◆ TASK PROMPT
Which lines in the data below contain the word "Create"? Copy each of them.

* * *

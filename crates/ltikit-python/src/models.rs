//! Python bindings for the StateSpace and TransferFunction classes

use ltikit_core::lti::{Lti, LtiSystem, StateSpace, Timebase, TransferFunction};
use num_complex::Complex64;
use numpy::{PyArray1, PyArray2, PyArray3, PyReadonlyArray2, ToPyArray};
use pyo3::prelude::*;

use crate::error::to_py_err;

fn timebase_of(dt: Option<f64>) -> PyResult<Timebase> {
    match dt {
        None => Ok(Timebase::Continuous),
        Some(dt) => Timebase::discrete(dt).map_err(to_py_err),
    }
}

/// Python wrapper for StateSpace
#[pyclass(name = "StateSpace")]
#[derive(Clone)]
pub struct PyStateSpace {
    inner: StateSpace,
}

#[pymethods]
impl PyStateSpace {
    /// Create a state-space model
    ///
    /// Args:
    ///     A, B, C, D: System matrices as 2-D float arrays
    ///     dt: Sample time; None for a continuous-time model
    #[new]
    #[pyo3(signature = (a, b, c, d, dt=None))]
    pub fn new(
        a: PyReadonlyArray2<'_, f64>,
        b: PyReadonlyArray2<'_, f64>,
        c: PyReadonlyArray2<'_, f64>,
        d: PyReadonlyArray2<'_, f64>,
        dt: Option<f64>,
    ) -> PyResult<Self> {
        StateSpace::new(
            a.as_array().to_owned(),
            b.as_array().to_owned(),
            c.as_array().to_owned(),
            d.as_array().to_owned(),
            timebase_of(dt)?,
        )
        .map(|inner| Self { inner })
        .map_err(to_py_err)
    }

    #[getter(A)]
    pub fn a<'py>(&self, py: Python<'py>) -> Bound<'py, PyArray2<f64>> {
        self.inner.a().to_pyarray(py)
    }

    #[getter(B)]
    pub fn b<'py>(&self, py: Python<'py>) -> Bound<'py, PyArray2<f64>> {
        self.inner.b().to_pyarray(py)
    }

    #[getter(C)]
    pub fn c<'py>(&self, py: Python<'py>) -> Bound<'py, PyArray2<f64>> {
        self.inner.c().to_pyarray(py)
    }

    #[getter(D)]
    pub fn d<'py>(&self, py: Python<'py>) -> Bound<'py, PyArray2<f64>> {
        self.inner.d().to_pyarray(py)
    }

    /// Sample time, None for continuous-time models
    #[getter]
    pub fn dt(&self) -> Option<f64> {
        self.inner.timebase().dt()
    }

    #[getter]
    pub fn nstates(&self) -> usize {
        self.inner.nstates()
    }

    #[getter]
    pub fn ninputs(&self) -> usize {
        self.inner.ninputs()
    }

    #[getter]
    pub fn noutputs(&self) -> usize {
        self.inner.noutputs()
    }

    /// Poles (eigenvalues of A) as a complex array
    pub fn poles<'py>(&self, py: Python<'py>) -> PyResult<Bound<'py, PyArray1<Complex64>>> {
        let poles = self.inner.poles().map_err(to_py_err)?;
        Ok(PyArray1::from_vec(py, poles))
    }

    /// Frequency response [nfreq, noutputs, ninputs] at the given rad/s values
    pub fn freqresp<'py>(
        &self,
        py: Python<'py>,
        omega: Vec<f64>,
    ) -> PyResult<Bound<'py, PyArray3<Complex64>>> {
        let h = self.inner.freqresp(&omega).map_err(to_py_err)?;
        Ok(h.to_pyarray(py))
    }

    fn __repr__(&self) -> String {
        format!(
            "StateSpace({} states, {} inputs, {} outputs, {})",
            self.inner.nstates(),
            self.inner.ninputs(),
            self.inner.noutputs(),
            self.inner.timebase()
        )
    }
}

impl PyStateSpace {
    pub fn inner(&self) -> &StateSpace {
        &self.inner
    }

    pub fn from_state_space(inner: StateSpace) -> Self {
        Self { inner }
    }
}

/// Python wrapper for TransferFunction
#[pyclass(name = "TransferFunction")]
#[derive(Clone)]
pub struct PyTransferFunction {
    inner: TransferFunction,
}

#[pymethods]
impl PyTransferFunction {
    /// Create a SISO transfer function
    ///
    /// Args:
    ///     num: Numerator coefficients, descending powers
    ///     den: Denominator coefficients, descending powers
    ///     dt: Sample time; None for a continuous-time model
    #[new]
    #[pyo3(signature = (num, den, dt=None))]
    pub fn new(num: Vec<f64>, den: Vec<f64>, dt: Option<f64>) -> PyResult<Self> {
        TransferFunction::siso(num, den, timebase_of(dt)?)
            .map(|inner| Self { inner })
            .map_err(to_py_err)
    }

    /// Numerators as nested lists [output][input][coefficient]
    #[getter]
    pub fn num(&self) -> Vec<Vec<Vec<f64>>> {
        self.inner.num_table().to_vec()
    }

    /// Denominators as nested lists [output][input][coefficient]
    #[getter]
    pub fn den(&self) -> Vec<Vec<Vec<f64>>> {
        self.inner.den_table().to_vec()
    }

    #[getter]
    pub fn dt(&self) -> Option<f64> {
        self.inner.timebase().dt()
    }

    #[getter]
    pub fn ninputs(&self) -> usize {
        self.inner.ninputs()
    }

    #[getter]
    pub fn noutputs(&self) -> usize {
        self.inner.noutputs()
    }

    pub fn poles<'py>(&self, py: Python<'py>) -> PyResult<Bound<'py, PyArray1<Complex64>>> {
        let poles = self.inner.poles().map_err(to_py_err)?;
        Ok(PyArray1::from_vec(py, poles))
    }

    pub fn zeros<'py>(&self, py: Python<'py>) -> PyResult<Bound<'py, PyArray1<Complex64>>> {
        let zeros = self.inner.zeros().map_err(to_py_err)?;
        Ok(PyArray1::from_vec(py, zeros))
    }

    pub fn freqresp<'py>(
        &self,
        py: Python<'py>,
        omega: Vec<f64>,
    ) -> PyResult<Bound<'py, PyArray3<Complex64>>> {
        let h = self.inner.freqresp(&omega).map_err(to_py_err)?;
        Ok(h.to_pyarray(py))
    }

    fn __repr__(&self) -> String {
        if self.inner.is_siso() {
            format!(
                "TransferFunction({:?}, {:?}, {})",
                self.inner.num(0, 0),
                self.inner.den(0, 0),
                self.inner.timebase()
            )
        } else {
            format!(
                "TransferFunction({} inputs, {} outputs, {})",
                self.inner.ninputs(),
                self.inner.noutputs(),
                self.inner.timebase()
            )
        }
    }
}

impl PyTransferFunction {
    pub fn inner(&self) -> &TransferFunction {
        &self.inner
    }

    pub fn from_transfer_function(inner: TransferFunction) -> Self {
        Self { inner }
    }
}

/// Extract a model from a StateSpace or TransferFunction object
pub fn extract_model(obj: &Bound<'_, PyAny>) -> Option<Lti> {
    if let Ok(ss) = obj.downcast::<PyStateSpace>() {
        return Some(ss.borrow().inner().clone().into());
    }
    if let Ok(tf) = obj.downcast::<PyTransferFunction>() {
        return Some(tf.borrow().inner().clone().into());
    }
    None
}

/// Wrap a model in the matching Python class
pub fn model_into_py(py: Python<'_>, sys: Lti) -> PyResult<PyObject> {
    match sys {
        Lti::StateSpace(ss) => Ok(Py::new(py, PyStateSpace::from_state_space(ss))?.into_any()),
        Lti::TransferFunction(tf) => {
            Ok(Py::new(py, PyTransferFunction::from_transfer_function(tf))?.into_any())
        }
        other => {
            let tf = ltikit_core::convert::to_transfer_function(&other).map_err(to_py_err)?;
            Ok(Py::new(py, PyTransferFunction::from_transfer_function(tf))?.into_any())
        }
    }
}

* * *

◆ RESPONSE TO THE EXERCISE
    /// Create a state-space model
    /// Create a SISO transfer function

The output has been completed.